As having the appropriate protective equipment is critical in any experiment, investing in a laminar fume hood is essential to keep contaminants contained and out of the laboratory. This can be achieved by pulling pollutants from the hood's working environment away from the user, thus reducing inhalation and exposure.

When working with microbes, RNAi shuttles, or other compounds that can pose harmful effects on your health similar to a variety of common chemical reagents, you'll need the additional layer of protection that only a specialised type of hood can provide.
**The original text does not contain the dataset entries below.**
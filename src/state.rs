use std::sync::Arc;

use tracing::{info, warn};

use crate::auth::jwt::TokenCodec;
use crate::config::{AppConfig, StoreBackend};
use crate::db::{Database, DbError};
use crate::store::{memory::MemoryStore, PgStore, RecordStore, UserStore};

#[derive(Clone)]
pub struct AppState {
    pub config: Arc<AppConfig>,
    pub users: Arc<dyn UserStore>,
    pub records: Arc<dyn RecordStore>,
    pub tokens: TokenCodec,
}

impl AppState {
    pub async fn init() -> anyhow::Result<Self> {
        let config = AppConfig::from_env()?;
        match (config.store, config.database_url.clone()) {
            (StoreBackend::Postgres, Some(url)) => {
                let db = Database::new(url, config.database_max_connections).with_migrations();
                prepare_database(&db).await?;
                Ok(Self::with_postgres(config, Arc::new(db)))
            }
            (StoreBackend::Postgres, None) => {
                anyhow::bail!("DATABASE_URL must be set when STORE_BACKEND=postgres")
            }
            (StoreBackend::Memory, _) => {
                warn!("using in-memory store; data is lost on restart");
                Ok(Self::in_memory(config))
            }
        }
    }

    pub fn with_postgres(config: AppConfig, db: Arc<Database>) -> Self {
        info!("using postgres store");
        let store = PgStore::new(db);
        Self::from_parts(
            config,
            Arc::new(store.clone()) as Arc<dyn UserStore>,
            Arc::new(store) as Arc<dyn RecordStore>,
        )
    }

    pub fn in_memory(config: AppConfig) -> Self {
        let store = Arc::new(MemoryStore::new());
        Self::from_parts(
            config,
            store.clone() as Arc<dyn UserStore>,
            store as Arc<dyn RecordStore>,
        )
    }

    pub fn from_parts(
        config: AppConfig,
        users: Arc<dyn UserStore>,
        records: Arc<dyn RecordStore>,
    ) -> Self {
        let tokens = TokenCodec::from_config(&config.jwt);
        Self {
            config: Arc::new(config),
            users,
            records,
            tokens,
        }
    }
}

/// Connects and migrates up front. An unreachable database is tolerated since
/// the pool retries on first use; a failed migration is not.
pub async fn prepare_database(db: &Database) -> anyhow::Result<()> {
    match db.pool().await {
        Ok(_) => Ok(()),
        Err(DbError::Connect(e)) => {
            warn!(error = %e, "database unreachable at startup; will retry on first request");
            Ok(())
        }
        Err(e) => Err(e.into()),
    }
}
By keeping harmful bacteria behind an air protective shield, a laboratory hood protects you from being exposed to them as well as keeping other toxic substances, from cross-contaminating and reacting with anything else. 

Air flowing at the same velocity in the very same way, with no or minimum cross-over of air streams or ‘lamina’, is referred to as laminar airflow. The upstream area nearest to the filter face will always be the purest due to the structure. This non-contaminating architecture is prevalent in the compounding of sterile products and applicable to both horizontal and laminar flow hoods. Depending on the factors such as clearance requirements, design of the work surface, process area, and the safety of the operator, there are reasonable grounds to use either airflow system. 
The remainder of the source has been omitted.